Higher oil and energy prices have combined with falling demand and stagnating prices to make life tough for small and medium-sized manufacturers – and the CBI say many firms fear worse is yet to come.

However, a forward looking report from BDO Stoy Hayward, which looks ahead six months, indicated that there had been a slight rise in business optimism with a healthier looking UK economy in 2006. This indicates that businesses are expecting a "rebound" in 2006.

But trading conditions have deteriorated in each quarter of 2005 and the latest CBI SME Trends Survey, published on Monday showed that just one firm in eight is more optimistic about the business outlook than in July - one in three are more pessimistic.

The CBI survey found that in the three months to October, output fell for the third quarter in a row with just 20% of small and medium-sized manufacturers increasing production compared to 35% who saw it fall, a balance of minus 15%. Just under two thirds of firms are operating at less than full capacity.

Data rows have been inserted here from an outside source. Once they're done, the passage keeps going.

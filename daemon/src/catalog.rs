/// Discord detectable-games catalog: record types, the remote provider, and
/// the built-in sample list used when the remote fetch fails.
///
/// The catalog is read-only once loaded. Everything downstream (search, the
/// selection state machine) borrows or clones records from it.
use std::future::Future;
use std::time::Duration;

use anyhow::{Context, Result};
use serde::{Deserialize, Deserializer, Serialize};
use tracing::{info, warn};

use crate::config::CatalogConfig;

/// Shown in the executables list when a catalog entry omits its `os`.
pub const DEFAULT_EXECUTABLE_OS: &str = "win32";

#[derive(Debug, Clone, PartialEq, Eq, Serialize, Deserialize)]
pub struct Publisher {
    pub id: String,
    pub name: String,
}

#[derive(Debug, Clone, PartialEq, Eq, Serialize, Deserialize)]
pub struct Executable {
    pub name: String,
    #[serde(default)]
    pub os: Option<String>,
}

impl Executable {
    pub fn new(name: &str, os: &str) -> Self {
        Self {
            name: name.to_string(),
            os: Some(os.to_string()),
        }
    }

    /// Target OS label, falling back to [`DEFAULT_EXECUTABLE_OS`].
    pub fn os(&self) -> &str {
        self.os.as_deref().unwrap_or(DEFAULT_EXECUTABLE_OS)
    }
}

/// One entry of the detectable-applications catalog.
///
/// Unknown fields in the upstream JSON (`third_party_skus`, `hook`, …) are
/// ignored. List fields tolerate both absence and `null`.
#[derive(Debug, Clone, PartialEq, Eq, Serialize, Deserialize)]
pub struct GameRecord {
    pub id: String,
    pub name: String,
    #[serde(default, deserialize_with = "null_as_empty")]
    pub publishers: Vec<Publisher>,
    #[serde(default, deserialize_with = "null_as_empty")]
    pub executables: Vec<Executable>,
    /// Alternative names. Duplicates are dropped on load; first occurrence wins.
    #[serde(default, deserialize_with = "alias_set")]
    pub aliases: Vec<String>,
}

impl GameRecord {
    pub fn primary_publisher(&self) -> Option<&Publisher> {
        self.publishers.first()
    }

    pub fn executable(&self, name: &str) -> Option<&Executable> {
        self.executables.iter().find(|e| e.name == name)
    }
}

fn null_as_empty<'de, D, T>(deserializer: D) -> Result<Vec<T>, D::Error>
where
    D: Deserializer<'de>,
    T: Deserialize<'de>,
{
    Ok(Option::<Vec<T>>::deserialize(deserializer)?.unwrap_or_default())
}

fn alias_set<'de, D>(deserializer: D) -> Result<Vec<String>, D::Error>
where
    D: Deserializer<'de>,
{
    let raw: Vec<String> = null_as_empty(deserializer)?;
    let mut aliases: Vec<String> = Vec::with_capacity(raw.len());
    for alias in raw {
        if !aliases.contains(&alias) {
            aliases.push(alias);
        }
    }
    Ok(aliases)
}

/// Where the loaded catalog came from.
#[derive(Debug, Clone, Copy, PartialEq, Eq, Serialize, Deserialize)]
#[serde(rename_all = "lowercase")]
pub enum CatalogSource {
    Remote,
    Fallback,
}

#[derive(Debug, Clone)]
pub struct LoadedCatalog {
    pub games: Vec<GameRecord>,
    pub source: CatalogSource,
}

impl LoadedCatalog {
    pub fn fallback() -> Self {
        Self {
            games: sample_games(),
            source: CatalogSource::Fallback,
        }
    }
}

/// Anything that can produce the full catalog in one call.
pub trait CatalogProvider {
    fn fetch(&self) -> impl Future<Output = Result<Vec<GameRecord>>> + Send;
}

/// Fetches the catalog as a JSON array from a single HTTP endpoint.
pub struct HttpCatalog {
    client: reqwest::Client,
    url: String,
}

impl HttpCatalog {
    pub fn new(config: &CatalogConfig) -> Result<Self> {
        let client = reqwest::Client::builder()
            .user_agent(concat!("quest-sim-daemon/", env!("CARGO_PKG_VERSION")))
            .timeout(Duration::from_secs(config.timeout_secs))
            .build()
            .context("Failed to create HTTP client")?;
        Ok(Self {
            client,
            url: config.url.clone(),
        })
    }
}

impl CatalogProvider for HttpCatalog {
    fn fetch(&self) -> impl Future<Output = Result<Vec<GameRecord>>> + Send {
        async move {
            let response = self
                .client
                .get(&self.url)
                .send()
                .await
                .with_context(|| format!("Failed to reach {}", self.url))?
                .error_for_status()
                .context("Catalog endpoint returned an error status")?;
            response
                .json::<Vec<GameRecord>>()
                .await
                .context("Failed to decode catalog JSON")
        }
    }
}

/// Fetches from `provider`, substituting [`sample_games`] on any failure.
pub async fn load<P: CatalogProvider>(provider: &P) -> LoadedCatalog {
    match provider.fetch().await {
        Ok(games) => {
            info!("[catalog] Loaded {} detectable games", games.len());
            LoadedCatalog {
                games,
                source: CatalogSource::Remote,
            }
        }
        Err(e) => {
            warn!("[catalog] Fetch failed, using sample games: {e:#}");
            LoadedCatalog::fallback()
        }
    }
}

fn record(
    id: &str,
    name: &str,
    publisher: (&str, &str),
    executables: &[&str],
    aliases: &[&str],
) -> GameRecord {
    GameRecord {
        id: id.to_string(),
        name: name.to_string(),
        publishers: vec![Publisher {
            id: publisher.0.to_string(),
            name: publisher.1.to_string(),
        }],
        executables: executables
            .iter()
            .map(|exe| Executable::new(exe, DEFAULT_EXECUTABLE_OS))
            .collect(),
        aliases: aliases.iter().map(|a| a.to_string()).collect(),
    }
}

/// The five built-in records used when the remote catalog is unavailable.
pub fn sample_games() -> Vec<GameRecord> {
    const RIOT: (&str, &str) = ("356875221078245376", "Riot Games");
    vec![
        record(
            "356875570916753438",
            "VALORANT",
            RIOT,
            &["VALORANT-Win64-Shipping.exe", "VALORANT.exe"],
            &["Valorant", "VAL"],
        ),
        record(
            "356876590342242305",
            "League of Legends",
            RIOT,
            &["League of Legends.exe", "LeagueClient.exe"],
            &["LoL", "League"],
        ),
        record(
            "356877880938070016",
            "Minecraft",
            ("356877297458847744", "Mojang"),
            &["Minecraft.Windows.exe", "javaw.exe"],
            &["MC"],
        ),
        record(
            "438122941302046720",
            "Fortnite",
            ("438122941302046721", "Epic Games"),
            &["FortniteClient-Win64-Shipping.exe"],
            &["FN"],
        ),
        record(
            "356943499456937984",
            "Apex Legends",
            ("356943383846608898", "Electronic Arts"),
            &["r5apex.exe"],
            &["Apex"],
        ),
    ]
}

#[cfg(test)]
mod tests {
    use super::*;

    struct StaticProvider(Vec<GameRecord>);

    impl CatalogProvider for StaticProvider {
        fn fetch(&self) -> impl Future<Output = Result<Vec<GameRecord>>> + Send {
            let games = self.0.clone();
            async move { Ok(games) }
        }
    }

    struct OfflineProvider;

    impl CatalogProvider for OfflineProvider {
        fn fetch(&self) -> impl Future<Output = Result<Vec<GameRecord>>> + Send {
            async { Err::<Vec<GameRecord>, _>(anyhow::anyhow!("network unreachable")) }
        }
    }

    // ── sample data ───────────────────────────────────────────────────────────

    #[test]
    fn sample_games_has_five_unique_entries() {
        let games = sample_games();
        assert_eq!(games.len(), 5);
        let mut ids: Vec<&str> = games.iter().map(|g| g.id.as_str()).collect();
        ids.sort_unstable();
        ids.dedup();
        assert_eq!(ids.len(), 5);
    }

    #[test]
    fn sample_games_all_have_executables_and_publisher() {
        for game in sample_games() {
            assert!(!game.executables.is_empty(), "{} has no executables", game.name);
            assert!(game.primary_publisher().is_some());
        }
    }

    // ── deserialization ───────────────────────────────────────────────────────

    #[test]
    fn deserializes_upstream_shape_and_ignores_unknown_fields() {
        let json = r#"[{
            "id": "1",
            "name": "Test Game",
            "publishers": [{"id": "9", "name": "Studio"}],
            "executables": [{"name": "game.exe", "os": "win32", "is_launcher": false}],
            "third_party_skus": [],
            "aliases": ["TG"],
            "hook": true
        }]"#;
        let games: Vec<GameRecord> = serde_json::from_str(json).unwrap();
        assert_eq!(games.len(), 1);
        assert_eq!(games[0].primary_publisher().unwrap().name, "Studio");
        assert_eq!(games[0].executables[0].os(), "win32");
        assert_eq!(games[0].aliases, vec!["TG".to_string()]);
    }

    #[test]
    fn missing_and_null_lists_default_to_empty() {
        let json = r#"[
            {"id": "1", "name": "Bare"},
            {"id": "2", "name": "Nulls", "publishers": null, "executables": null, "aliases": null}
        ]"#;
        let games: Vec<GameRecord> = serde_json::from_str(json).unwrap();
        for game in &games {
            assert!(game.publishers.is_empty());
            assert!(game.executables.is_empty());
            assert!(game.aliases.is_empty());
        }
    }

    #[test]
    fn missing_os_falls_back_to_win32() {
        let exe: Executable = serde_json::from_str(r#"{"name": "a.exe"}"#).unwrap();
        assert_eq!(exe.os(), DEFAULT_EXECUTABLE_OS);
    }

    #[test]
    fn duplicate_aliases_are_dropped_in_order() {
        let json = r#"{"id": "1", "name": "G", "aliases": ["b", "a", "b"]}"#;
        let game: GameRecord = serde_json::from_str(json).unwrap();
        assert_eq!(game.aliases, vec!["b".to_string(), "a".to_string()]);
    }

    // ── load ──────────────────────────────────────────────────────────────────

    #[tokio::test]
    async fn load_uses_provider_result_on_success() {
        let provider = StaticProvider(vec![record("7", "Solo", ("1", "P"), &["s.exe"], &[])]);
        let loaded = load(&provider).await;
        assert_eq!(loaded.source, CatalogSource::Remote);
        assert_eq!(loaded.games.len(), 1);
        assert_eq!(loaded.games[0].name, "Solo");
    }

    #[tokio::test]
    async fn load_falls_back_to_samples_on_failure() {
        let loaded = load(&OfflineProvider).await;
        assert_eq!(loaded.source, CatalogSource::Fallback);
        assert_eq!(loaded.games, sample_games());
    }

    #[tokio::test]
    async fn http_catalog_with_unreachable_url_falls_back() {
        let config = CatalogConfig {
            url: "http://127.0.0.1:9/api/applications/detectable".to_string(),
            timeout_secs: 1,
        };
        let provider = HttpCatalog::new(&config).unwrap();
        let loaded = load(&provider).await;
        assert_eq!(loaded.source, CatalogSource::Fallback);
    }
}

Falling output, allied to higher oil and energy prices, pushed up average unit costs - a balance of 29% of firms reported an increase in the last quarter. This was despite employers shedding staff for the fifth successive quarter.

More job losses are expected next quarter, especially among medium-sized manufacturers (those with 200-499 employees) with a balance of 17% expecting to slim down the workforce compared to 9% for SME manufacturers as a whole.

At the same time, orders fell for the third successive quarter (a balance of 15% indicating a decline) as the ripples of the consumer spending slowdown spread into other areas of the economy.

The short-term CBI survey revealed that firms do not expect any improvement in the fourth quarter of 2005.